While the ideas behind COM technology are straightforward, the terminology is not. The meaning of COM terms has changed over time and few concise definitions exist. Here are some terms that you should be familiar with. These are not comprehensive definitions. For a complete description of COM, you'll need to consult outside resources.
A COM object is a software component that conforms to the Component Object Model. COM enforces encapsulation of the object, preventing direct access of its data and implementation. COM objects expose interfaces, which consist of properties, methods and events.
A COM client is a program that makes use of COM objects. COM objects that expose functionality for use are called COM servers. COM servers can be in-process or out-of-process. An example of an out-of-process server is Microsoft® Excel® spreadsheet program.
MATLAB® can be used as either a COM client or a COM Automation server.
The functionality of a component is defined by one or more interfaces. To use a COM component, you must learn about its interfaces, and the methods, properties, and events implemented by the component. The component vendor provides this information.
There are two standard COM interfaces:
IUnknown — An interface required by all COM
components. All other COM interfaces are derived from
IDispatch — An interface that exposes objects,
methods and properties to applications that support Automation.
A COM client is a program that manipulates COM objects. These objects can run in the MATLAB application or can be part of another application that exposes its objects as a programmatic interface to the application.
Using MATLAB as a COM client provides two techniques for developing programs in MATLAB:
You can include COM components in your MATLAB application (for example, a spreadsheet).

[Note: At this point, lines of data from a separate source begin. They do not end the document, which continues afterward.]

//! Inference dispatcher: takes the freshest frame, calls the detector and
//! queues the result for the decision loop.
//!
//! Ticks are strictly serialized, so at most one request is outstanding and
//! results enter the queue in capture order.

use std::{
    sync::{
        Arc,
        atomic::{AtomicU64, Ordering},
    },
    thread,
    time::{Duration, Instant},
};

use crossbeam_channel::Sender;
use detector::{Detect, DetectError};
use tracing::{debug, warn};
use video_ingest::Frame;

use crate::{
    data::InferenceResult,
    error::{ErrorKind, InspectionError},
    flags::RunFlags,
    slot::FrameSlot,
    telemetry,
    watchdog::{HealthComponent, PipelineHealth},
};

/// Run one frame through the detector.
///
/// An unreadable answer is not an error here: it becomes a result without
/// detections, which the decision engine reports as no detection.
pub fn infer<D>(detector: &D, sequence: u64, frame: Frame) -> Result<InferenceResult, InspectionError>
where
    D: Detect + ?Sized,
{
    let started = Instant::now();
    let outcome = detector.detect(&frame);
    metrics::histogram!("inspect_remote_latency_seconds").record(started.elapsed().as_secs_f64());
    match outcome {
        Ok(batch) => Ok(InferenceResult::from_batch(sequence, frame, batch)),
        Err(DetectError::MalformedResponse(reason)) => {
            warn!(sequence, "Detector answer unreadable ({reason}); treating as no detection");
            Ok(InferenceResult::malformed(
                sequence,
                frame,
                detector.input_size(),
            ))
        }
        Err(err) => Err(err.into()),
    }
}

#[derive(Clone, Copy, Debug, PartialEq, Eq)]
pub enum TickOutcome {
    /// Nothing captured yet.
    Idle,
    /// A result with this sequence number was queued.
    Queued(u64),
    /// The tick was dropped; the next one proceeds normally.
    Skipped(ErrorKind),
    /// The decision loop is gone.
    Closed,
}

impl TickOutcome {
    fn label(self) -> &'static str {
        match self {
            TickOutcome::Idle => "idle",
            TickOutcome::Queued(_) => "queued",
            TickOutcome::Skipped(_) => "skipped",
            TickOutcome::Closed => "closed",
        }
    }
}

pub struct Dispatcher {
    detector: Arc<dyn Detect>,
    slot: FrameSlot,
    results: Sender<InferenceResult>,
    /// Shared with whoever restarts the dispatcher, so numbering survives a
    /// worker that was never joined.
    sequence: Arc<AtomicU64>,
}

impl Dispatcher {
    pub fn new(detector: Arc<dyn Detect>, slot: FrameSlot, results: Sender<InferenceResult>) -> Self {
        Self {
            detector,
            slot,
            results,
            sequence: Arc::new(AtomicU64::new(0)),
        }
    }

    /// Draw sequence numbers from `counter` instead of a private one.
    pub fn with_sequence(mut self, counter: Arc<AtomicU64>) -> Self {
        self.sequence = counter;
        self
    }

    pub fn next_sequence(&self) -> u64 {
        self.sequence.load(Ordering::SeqCst)
    }

    pub fn tick(&mut self) -> TickOutcome {
        let Some(frame) = self.slot.latest() else {
            debug!("No frame captured yet; waiting");
            return TickOutcome::Idle;
        };

        let sequence = self.sequence.fetch_add(1, Ordering::SeqCst);

        match infer(self.detector.as_ref(), sequence, frame) {
            Ok(result) => {
                debug!(
                    sequence,
                    detections = result.detections.len(),
                    "inference result queued"
                );
                match self.results.send(result) {
                    Ok(()) => {
                        metrics::gauge!("inspect_queue_depth").set(self.results.len() as f64);
                        TickOutcome::Queued(sequence)
                    }
                    Err(_) => TickOutcome::Closed,
                }
            }
            Err(err) => {
                warn!(sequence, kind = err.kind().label(), "Skipping inference tick: {err}");
                TickOutcome::Skipped(err.kind())
            }
        }
    }
}

pub(crate) fn spawn_dispatch_worker(
    mut dispatcher: Dispatcher,
    poll_interval: Duration,
    health: Arc<PipelineHealth>,
    flags: RunFlags,
) -> thread::JoinHandle<()> {
    telemetry::spawn_thread("inspect-dispatch", move || {
        while flags.is_active() {
            health.beat(HealthComponent::Dispatch);
            let outcome = tracing::info_span!("dispatch", sequence = dispatcher.next_sequence())
                .in_scope(|| dispatcher.tick());
            metrics::counter!("inspect_ticks_total", "outcome" => outcome.label()).increment(1);
            if outcome == TickOutcome::Closed {
                warn!("Result queue closed; stopping dispatcher");
                flags.stop();
                break;
            }
            if !flags.pause(poll_interval) {
                break;
            }
        }
    })
    .expect("failed to spawn dispatch thread")
}

#[cfg(test)]
mod tests {
    use detector::DetectError;

    use super::*;
    use crate::testing::{ScriptedDetector, detections, solid_frame};

    fn dispatcher(
        detector: ScriptedDetector,
    ) -> (
        Dispatcher,
        FrameSlot,
        crossbeam_channel::Receiver<InferenceResult>,
    ) {
        let slot = FrameSlot::new();
        let (tx, rx) = crossbeam_channel::unbounded();
        (
            Dispatcher::new(Arc::new(detector), slot.clone(), tx),
            slot,
            rx,
        )
    }

    #[test]
    fn empty_slot_is_idle() {
        let (mut dispatcher, _slot, rx) = dispatcher(ScriptedDetector::always(&["USB"]));
        assert_eq!(dispatcher.tick(), TickOutcome::Idle);
        assert!(rx.is_empty());
    }

    #[test]
    fn results_keep_source_dimensions_and_order() {
        let (mut dispatcher, slot, rx) = dispatcher(ScriptedDetector::always(&["USB", "CHIPSET"]));
        slot.publish(solid_frame(1280, 720, 1));
        assert_eq!(dispatcher.tick(), TickOutcome::Queued(0));
        slot.publish(solid_frame(1280, 720, 2));
        assert_eq!(dispatcher.tick(), TickOutcome::Queued(1));

        let first = rx.recv().unwrap();
        let second = rx.recv().unwrap();
        assert_eq!((first.sequence, second.sequence), (0, 1));
        assert_eq!((first.source_width, first.source_height), (1280, 720));
        assert_eq!((first.input_width, first.input_height), (700, 700));
        assert_eq!(first.frame.timestamp_ms, 1);
        assert_eq!(second.frame.timestamp_ms, 2);
        assert_eq!(first.detections.len(), 2);
    }

    #[test]
    fn failed_remote_call_skips_the_tick() {
        let detector = ScriptedDetector::new(vec![
            Err(DetectError::RemoteCallFailed {
                status: 500,
                body: "boom".into(),
            }),
            Ok(detections(&["USB"])),
        ]);
        let (mut dispatcher, slot, rx) = dispatcher(detector);
        slot.publish(solid_frame(4, 4, 1));
        assert_eq!(
            dispatcher.tick(),
            TickOutcome::Skipped(ErrorKind::RemoteCallFailed)
        );
        assert!(rx.is_empty());
        assert_eq!(dispatcher.tick(), TickOutcome::Queued(1));
        assert_eq!(rx.len(), 1);
    }

    #[test]
    fn malformed_answer_becomes_empty_result() {
        let detector = ScriptedDetector::new(vec![Err(DetectError::MalformedResponse(
            "missing objects".into(),
        ))]);
        let (mut dispatcher, slot, rx) = dispatcher(detector);
        slot.publish(solid_frame(4, 4, 1));
        assert_eq!(dispatcher.tick(), TickOutcome::Queued(0));
        let result = rx.recv().unwrap();
        assert!(result.malformed);
        assert!(result.detections.is_empty());
    }

    #[test]
    fn replacement_dispatcher_continues_shared_numbering() {
        let counter = Arc::new(AtomicU64::new(0));
        let (first, first_slot, first_rx) = dispatcher(ScriptedDetector::always(&["USB"]));
        let mut first = first.with_sequence(counter.clone());
        first_slot.publish(solid_frame(4, 4, 1));
        assert_eq!(first.tick(), TickOutcome::Queued(0));
        assert_eq!(first.tick(), TickOutcome::Queued(1));

        // The first dispatcher is left alive, as after a join timeout.
        let (second, second_slot, second_rx) = dispatcher(ScriptedDetector::always(&["USB"]));
        let mut second = second.with_sequence(counter.clone());
        second_slot.publish(solid_frame(4, 4, 2));
        assert_eq!(second.tick(), TickOutcome::Queued(2));
        assert_eq!(first.tick(), TickOutcome::Queued(3));
        assert_eq!(second.next_sequence(), 4);

        assert_eq!(second_rx.recv().unwrap().sequence, 2);
        assert_eq!(first_rx.len(), 3);
    }

    #[test]
    fn dropped_receiver_closes_dispatcher() {
        let (mut dispatcher, slot, rx) = dispatcher(ScriptedDetector::always(&["USB"]));
        drop(rx);
        slot.publish(solid_frame(4, 4, 1));
        assert_eq!(dispatcher.tick(), TickOutcome::Closed);
    }
}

You can access existing applications that expose objects via Automation.
MATLAB COM clients can access applications that support Automation, such as the Excel spreadsheet program. MATLAB creates an Automation server in which to run the application and returns a handle to the primary interface for the object created.

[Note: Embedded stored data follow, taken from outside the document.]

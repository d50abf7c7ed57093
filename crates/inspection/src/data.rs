use chrono::{DateTime, Utc};
use detector::{Detection, DetectionBatch, Scale};
use video_ingest::Frame;

/// One completed remote inference, handed from the dispatcher to the decision loop.
#[derive(Clone, Debug)]
pub struct InferenceResult {
    /// Dispatcher tick that produced the result; strictly increasing.
    pub sequence: u64,
    /// Frame that was sent, at its original resolution.
    pub frame: Frame,
    /// Detections in detector-input coordinates.
    pub detections: Vec<Detection>,
    pub source_width: i32,
    pub source_height: i32,
    pub input_width: u32,
    pub input_height: u32,
    pub received_at: DateTime<Utc>,
    /// The endpoint answered but the body could not be read.
    pub malformed: bool,
}

impl InferenceResult {
    pub fn from_batch(sequence: u64, frame: Frame, batch: DetectionBatch) -> Self {
        let (input_width, input_height) = batch.input_size;
        Self {
            sequence,
            source_width: frame.width,
            source_height: frame.height,
            frame,
            detections: batch.detections,
            input_width,
            input_height,
            received_at: Utc::now(),
            malformed: false,
        }
    }

    /// Result standing in for an unreadable response: no detections.
    pub fn malformed(sequence: u64, frame: Frame, input_size: (u32, u32)) -> Self {
        let mut result = Self::from_batch(
            sequence,
            frame,
            DetectionBatch {
                detections: Vec::new(),
                input_size,
            },
        );
        result.malformed = true;
        result
    }

    /// Factors mapping detector-input coordinates onto the source frame.
    pub fn source_scale(&self) -> Scale {
        Scale::between(
            (self.input_width, self.input_height),
            (
                self.source_width.max(0) as u32,
                self.source_height.max(0) as u32,
            ),
        )
    }
}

Automation provides an infrastructure whereby applications called automation controllers can access and manipulate (i.e. set properties of or call methods on) shared automation objects that are exported by other applications, called Automation servers. Any Windows® program that can be configured as an Automation controller can control MATLAB.
For example, using Microsoft Visual Basic® programming language, you can run a MATLAB script in a Microsoft PowerPoint® presentation. In this case, PowerPoint is the controller and MATLAB is the server.